> **Problem**: Print the records below word for word, beginning with the first line and ending once the line containing "use serde::Serialize;" is printed.

─── Working data

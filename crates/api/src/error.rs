//! HTTP error type. Every failure renders as `{"error": ..., "code": ...}`.
//!
//! Database errors on the schema's named constraints get wording a client
//! can act on; anything unexpected is logged and reported as a bare 500.

use axum::http::StatusCode;
use axum::response::{IntoResponse, Response};
use axum::Json;
use serde::Serialize;
use trinity_core::error::CoreError;
use trinity_core::types::DbId;

const INTERNAL_MESSAGE: &str = "An internal error occurred";

#[derive(Debug, thiserror::Error)]
pub enum AppError {
    #[error(transparent)]
    Core(#[from] CoreError),

    #[error("Database error: {0}")]
    Database(#[from] sqlx::Error),

    /// A missing resource addressed by something other than a numeric id.
    #[error("Not found: {0}")]
    NotFound(String),

    #[error("Bad request: {0}")]
    BadRequest(String),

    #[error("Internal error: {0}")]
    InternalError(String),
}

pub type AppResult<T> = Result<T, AppError>;

impl AppError {
    pub fn not_found(entity: &'static str, id: DbId) -> Self {
        AppError::Core(CoreError::NotFound { entity, id })
    }

    pub fn forbidden(msg: impl Into<String>) -> Self {
        AppError::Core(CoreError::Forbidden(msg.into()))
    }

    pub fn unauthorized(msg: impl Into<String>) -> Self {
        AppError::Core(CoreError::Unauthorized(msg.into()))
    }

    pub fn validation(msg: impl Into<String>) -> Self {
        AppError::Core(CoreError::Validation(msg.into()))
    }

    /// Status, machine-readable code and client-facing message.
    fn describe(&self) -> (StatusCode, &'static str, String) {
        match self {
            AppError::Core(core) => describe_core(core),
            AppError::Database(err) => describe_database(err),
            AppError::NotFound(msg) => (StatusCode::NOT_FOUND, "NOT_FOUND", msg.clone()),
            AppError::BadRequest(msg) => (StatusCode::BAD_REQUEST, "BAD_REQUEST", msg.clone()),
            AppError::InternalError(msg) => {
                tracing::error!(error = %msg, "Internal error");
                internal()
            }
        }
    }
}

#[derive(Serialize)]
struct ErrorBody {
    error: String,
    code: &'static str,
}

impl IntoResponse for AppError {
    fn into_response(self) -> Response {
        let (status, code, error) = self.describe();
        (status, Json(ErrorBody { error, code })).into_response()
    }
}

fn internal() -> (StatusCode, &'static str, String) {
    (
        StatusCode::INTERNAL_SERVER_ERROR,
        "INTERNAL_ERROR",
        INTERNAL_MESSAGE.to_string(),
    )
}

fn describe_core(err: &CoreError) -> (StatusCode, &'static str, String) {
    match err {
        CoreError::NotFound { entity, id } => (
            StatusCode::NOT_FOUND,
            "NOT_FOUND",
            format!("{entity} with id {id} not found"),
        ),
        CoreError::Validation(msg) => (StatusCode::BAD_REQUEST, "VALIDATION_ERROR", msg.clone()),
        CoreError::Conflict(msg) => (StatusCode::CONFLICT, "CONFLICT", msg.clone()),
        CoreError::Unauthorized(msg) => (StatusCode::UNAUTHORIZED, "UNAUTHORIZED", msg.clone()),
        CoreError::Forbidden(msg) => (StatusCode::FORBIDDEN, "FORBIDDEN", msg.clone()),
        CoreError::Internal(msg) => {
            tracing::error!(error = %msg, "Internal core error");
            internal()
        }
    }
}

/// Client-facing wording for violations of the schema's constraints.
/// Inline foreign keys carry PostgreSQL's generated `<table>_<column>_fkey` names.
fn constraint_message(constraint: &str) -> Option<&'static str> {
    Some(match constraint {
        "uq_users_username" => "Username is already taken",
        "uq_users_email" => "Email is already registered",
        "uq_departments_name" => "A department with this name already exists",
        "uq_employees_user_id" => "That user already has an employee record",
        "users_department_id_fkey" => "Department does not exist",
        "fk_departments_manager_id" => "Manager does not exist",
        "employees_user_id_fkey" => "Linked user does not exist",
        "ck_users_role" => "Invalid role",
        "ck_users_status" => "Invalid user status",
        "ck_tasks_status" => "Invalid task status",
        "ck_tasks_priority" => "Invalid task priority",
        "ck_employees_role" => "Invalid employee role",
        "ck_employees_status" => "Invalid employee status",
        _ => return None,
    })
}

/// - `RowNotFound` → 404.
/// - Unique violation (`23505`) on a `uq_*` constraint → 409.
/// - Foreign key violation (`23503`) → 400, the referenced row is missing.
/// - Check violation (`23514`) on a `ck_*` constraint → 400.
/// - Anything else → 500.
fn describe_database(err: &sqlx::Error) -> (StatusCode, &'static str, String) {
    let db_err = match err {
        sqlx::Error::RowNotFound => {
            return (StatusCode::NOT_FOUND, "NOT_FOUND", "Resource not found".to_string())
        }
        sqlx::Error::Database(db_err) => db_err,
        other => {
            tracing::error!(error = %other, "Database error");
            return internal();
        }
    };

    let constraint = db_err.constraint().unwrap_or_default();
    let wording = |fallback: &str| {
        constraint_message(constraint)
            .map(str::to_string)
            .unwrap_or_else(|| format!("{fallback}: {constraint}"))
    };

    match db_err.code().as_deref() {
        Some("23505") if constraint.starts_with("uq_") => (
            StatusCode::CONFLICT,
            "CONFLICT",
            wording("Duplicate value violates unique constraint"),
        ),
        Some("23503") => (
            StatusCode::BAD_REQUEST,
            "VALIDATION_ERROR",
            wording("Referenced record does not exist"),
        ),
        Some("23514") if constraint.starts_with("ck_") => (
            StatusCode::BAD_REQUEST,
            "VALIDATION_ERROR",
            wording("Value violates check constraint"),
        ),
        _ => {
            tracing::error!(error = %db_err, "Database error");
            internal()
        }
    }
}
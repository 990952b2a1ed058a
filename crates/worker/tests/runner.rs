//! Scan runner integration tests (dry-run mode, no scanners required).

use std::path::PathBuf;
use std::time::Duration;

use sqlx::PgPool;
use trinity_core::scan::{ScanType, SCAN_STATUS_COMPLETED, SCAN_STATUS_FAILED};
use trinity_db::models::scan::{CreateScan, Scan};
use trinity_db::repositories::ScanRepo;
use trinity_worker::{RunnerConfig, ScanRunner};

fn dry_run_config() -> RunnerConfig {
    RunnerConfig {
        dry_run: true,
        max_scan_time: Duration::from_secs(5),
        max_concurrent: 2,
        sqlmap_path: PathBuf::from("/nonexistent/sqlmap.py"),
    }
}

async fn pending_scan(pool: &PgPool, target: &str, scan_type: ScanType) -> Scan {
    ScanRepo::create(
        pool,
        &CreateScan {
            target: target.to_string(),
            scan_type: scan_type.as_str().to_string(),
            requested_by: None,
        },
    )
    .await
    .unwrap()
}

#[sqlx::test(migrations = "../../db/migrations")]
async fn test_dry_run_completes(pool: PgPool) {
    let runner = ScanRunner::new(pool.clone(), dry_run_config());
    let scan = pending_scan(&pool, "127.0.0.1", ScanType::Nmap).await;

    runner
        .submit(scan.id, scan.target.clone(), ScanType::Nmap)
        .await
        .unwrap();

    let done = ScanRepo::find_by_id(&pool, scan.id).await.unwrap().unwrap();
    assert_eq!(done.status, SCAN_STATUS_COMPLETED);
    assert_eq!(done.command, "nmap -sV -Pn 127.0.0.1");
    assert!(done.output.starts_with("[DRY RUN] Would run: nmap -sV -Pn 127.0.0.1"));
}

#[sqlx::test(migrations = "../../db/migrations")]
async fn test_missing_sqlmap_fails_scan(pool: PgPool) {
    let runner = ScanRunner::new(pool.clone(), dry_run_config());
    let scan = pending_scan(&pool, "lab.local", ScanType::Sqlmap).await;

    runner
        .submit(scan.id, scan.target.clone(), ScanType::Sqlmap)
        .await
        .unwrap();

    let done = ScanRepo::find_by_id(&pool, scan.id).await.unwrap().unwrap();
    assert_eq!(done.status, SCAN_STATUS_FAILED);
    assert_eq!(done.output, "sqlmap not available in container");
}

#[sqlx::test(migrations = "../../db/migrations")]
async fn test_many_submissions_all_finish(pool: PgPool) {
    let runner = ScanRunner::new(pool.clone(), dry_run_config());
    let mut handles = Vec::new();
    let mut ids = Vec::new();
    for i in 1..=5 {
        let scan = pending_scan(&pool, &format!("10.0.0.{i}"), ScanType::Nmap).await;
        ids.push(scan.id);
        handles.push(runner.submit(scan.id, scan.target, ScanType::Nmap));
    }
    for handle in handles {
        handle.await.unwrap();
    }
    for id in ids {
        let scan = ScanRepo::find_by_id(&pool, id).await.unwrap().unwrap();
        assert_eq!(scan.status, SCAN_STATUS_COMPLETED);
    }
}

#[sqlx::test(migrations = "../../db/migrations")]
async fn test_fail_orphaned(pool: PgPool) {
    let runner = ScanRunner::new(pool.clone(), dry_run_config());
    let scan = pending_scan(&pool, "127.0.0.1", ScanType::Nmap).await;

    assert_eq!(runner.fail_orphaned().await.unwrap(), 1);
    let failed = ScanRepo::find_by_id(&pool, scan.id).await.unwrap().unwrap();
    assert_eq!(failed.status, SCAN_STATUS_FAILED);
    assert_eq!(failed.output, "Interrupted by restart");
}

──────

> **Task output**:
filename crates/api/src/error.rs
//! HTTP error type. Every failure renders as `{"error": ..., "code": ...}`.
//!
//! Database errors on the schema's named constraints get wording a client
//! can act on; anything unexpected is logged and reported as a bare 500.

use axum::http::StatusCode;
use axum::response::{IntoResponse, Response};
use axum::Json;
use serde::Serialize;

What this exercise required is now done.